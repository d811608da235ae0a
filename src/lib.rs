//! # ASL Signs
//!
//! Trains a small convolutional network to recognize American Sign Language
//! hand signs (26 letters plus `del`, `nothing` and `space`) with the Burn
//! framework, and plots the learning curves.
//!
//! ## Modules
//!
//! - `dataset`: Container loading, normalization and mini-batch plans
//! - `model`: CNN architecture and training configuration
//! - `training`: Epoch loop, metric bookkeeping and reporting
//! - `utils`: Logging, errors and SVG charts
//!
//! ## Quick Start
//!
//! ```rust,ignore
//! use asl_signs::backend::{default_device, TrainingBackend};
//! use asl_signs::dataset::load_container;
//! use asl_signs::training::{run_training, TrainingConfig};
//!
//! let arrays = load_container("data/asl.safetensors")?;
//! let outcome = run_training::<TrainingBackend>(&TrainingConfig::default(), arrays, &default_device())?;
//! println!("{:?}", outcome.history.final_test_accuracy());
//! ```

pub mod backend;
pub mod dataset;
pub mod model;
pub mod training;
pub mod utils;

// Re-export commonly used items for convenience
pub use dataset::{load_container, AslArrays, AslBatch, AslBatcher, AslDataset, AslItem, CLASS_NAMES, NUM_CLASSES};
pub use model::{AslNet, AslNetConfig, TrainingConfig};
pub use training::{run_training, TrainingHistory, TrainingOutcome};
pub use utils::error::{AslError, Result};

/// Version of the library
pub const VERSION: &str = env!("CARGO_PKG_VERSION");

Directions ▸
I'd like an exact copy of the lines above, from the very first one through the line that contains "items for convenience", with nothing else added.

Response for this exercise ▸
repository d811608da235ae0a
filename src/lib.rs
//! # ASL Signs
//!
//! Trains a small convolutional network to recognize American Sign Language
//! hand signs (26 letters plus `del`, `nothing` and `space`) with the Burn
//! framework, and plots the learning curves.
//!
//! ## Modules
//!
//! - `dataset`: Container loading, normalization and mini-batch plans
//! - `model`: CNN architecture and training configuration
//! - `training`: Epoch loop, metric bookkeeping and reporting
//! - `utils`: Logging, errors and SVG charts
//!
//! ## Quick Start
//!
//! ```rust,ignore
//! use asl_signs::backend::{default_device, TrainingBackend};
//! use asl_signs::dataset::load_container;
//! use asl_signs::training::{run_training, TrainingConfig};
//!
//! let arrays = load_container("data/asl.safetensors")?;
//! let outcome = run_training::<TrainingBackend>(&TrainingConfig::default(), arrays, &default_device())?;
//! println!("{:?}", outcome.history.final_test_accuracy());
//! ```

pub mod backend;
pub mod dataset;
pub mod model;
pub mod training;
pub mod utils;

// Re-export commonly used items for convenience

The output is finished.